→ **WHAT YOU SHOULD DO**:
Below are records; report the number of lines among them that include the word "until", and nothing further.

*** Opening of DATA ***

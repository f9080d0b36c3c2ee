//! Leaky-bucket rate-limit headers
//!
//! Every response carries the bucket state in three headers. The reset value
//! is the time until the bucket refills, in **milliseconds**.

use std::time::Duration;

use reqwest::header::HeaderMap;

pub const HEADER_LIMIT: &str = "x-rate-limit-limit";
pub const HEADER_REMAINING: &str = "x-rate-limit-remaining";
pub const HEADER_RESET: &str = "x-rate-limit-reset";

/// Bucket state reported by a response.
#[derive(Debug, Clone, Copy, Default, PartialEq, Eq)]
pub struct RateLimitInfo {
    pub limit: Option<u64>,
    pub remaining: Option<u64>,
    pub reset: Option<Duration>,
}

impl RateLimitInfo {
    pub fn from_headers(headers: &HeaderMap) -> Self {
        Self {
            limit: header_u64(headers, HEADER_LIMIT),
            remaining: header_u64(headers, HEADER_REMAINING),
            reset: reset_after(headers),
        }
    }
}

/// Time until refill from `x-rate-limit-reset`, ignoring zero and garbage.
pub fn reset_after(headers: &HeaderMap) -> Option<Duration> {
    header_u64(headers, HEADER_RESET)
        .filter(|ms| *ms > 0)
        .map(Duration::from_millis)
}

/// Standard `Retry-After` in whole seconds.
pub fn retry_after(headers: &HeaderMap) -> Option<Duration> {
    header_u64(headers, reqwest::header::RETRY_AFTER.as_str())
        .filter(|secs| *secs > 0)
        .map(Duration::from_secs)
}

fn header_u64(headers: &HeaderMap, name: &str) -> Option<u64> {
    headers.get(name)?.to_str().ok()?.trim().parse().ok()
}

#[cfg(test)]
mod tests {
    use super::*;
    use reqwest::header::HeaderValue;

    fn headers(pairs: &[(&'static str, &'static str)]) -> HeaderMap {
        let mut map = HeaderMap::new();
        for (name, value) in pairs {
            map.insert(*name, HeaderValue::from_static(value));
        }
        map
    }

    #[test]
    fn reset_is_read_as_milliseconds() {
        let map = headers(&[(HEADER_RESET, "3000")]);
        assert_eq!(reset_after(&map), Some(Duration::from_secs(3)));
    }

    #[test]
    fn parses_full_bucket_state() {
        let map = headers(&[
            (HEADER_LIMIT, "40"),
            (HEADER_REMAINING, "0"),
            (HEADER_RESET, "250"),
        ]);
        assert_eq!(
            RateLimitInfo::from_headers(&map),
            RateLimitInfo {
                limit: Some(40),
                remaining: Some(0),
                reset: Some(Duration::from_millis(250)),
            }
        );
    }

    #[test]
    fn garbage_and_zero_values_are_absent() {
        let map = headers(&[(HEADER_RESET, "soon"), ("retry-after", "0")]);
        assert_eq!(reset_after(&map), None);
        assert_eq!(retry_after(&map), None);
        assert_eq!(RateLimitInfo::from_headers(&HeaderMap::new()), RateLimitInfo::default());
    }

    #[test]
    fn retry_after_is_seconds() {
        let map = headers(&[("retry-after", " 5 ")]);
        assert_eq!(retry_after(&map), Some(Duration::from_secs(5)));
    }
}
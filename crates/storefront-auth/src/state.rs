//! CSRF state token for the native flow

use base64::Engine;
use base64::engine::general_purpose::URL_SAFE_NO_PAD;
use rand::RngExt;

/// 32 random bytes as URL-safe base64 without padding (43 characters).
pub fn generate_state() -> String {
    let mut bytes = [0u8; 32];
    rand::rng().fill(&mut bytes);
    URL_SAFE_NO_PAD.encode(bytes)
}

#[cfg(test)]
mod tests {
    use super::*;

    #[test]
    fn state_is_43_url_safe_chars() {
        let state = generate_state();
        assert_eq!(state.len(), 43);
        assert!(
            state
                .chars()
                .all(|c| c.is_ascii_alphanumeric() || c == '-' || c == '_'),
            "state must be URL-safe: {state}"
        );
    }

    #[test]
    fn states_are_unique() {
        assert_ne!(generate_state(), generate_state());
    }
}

*** Close of DATA ***

→ **EXERCISE SOLUTION**:
2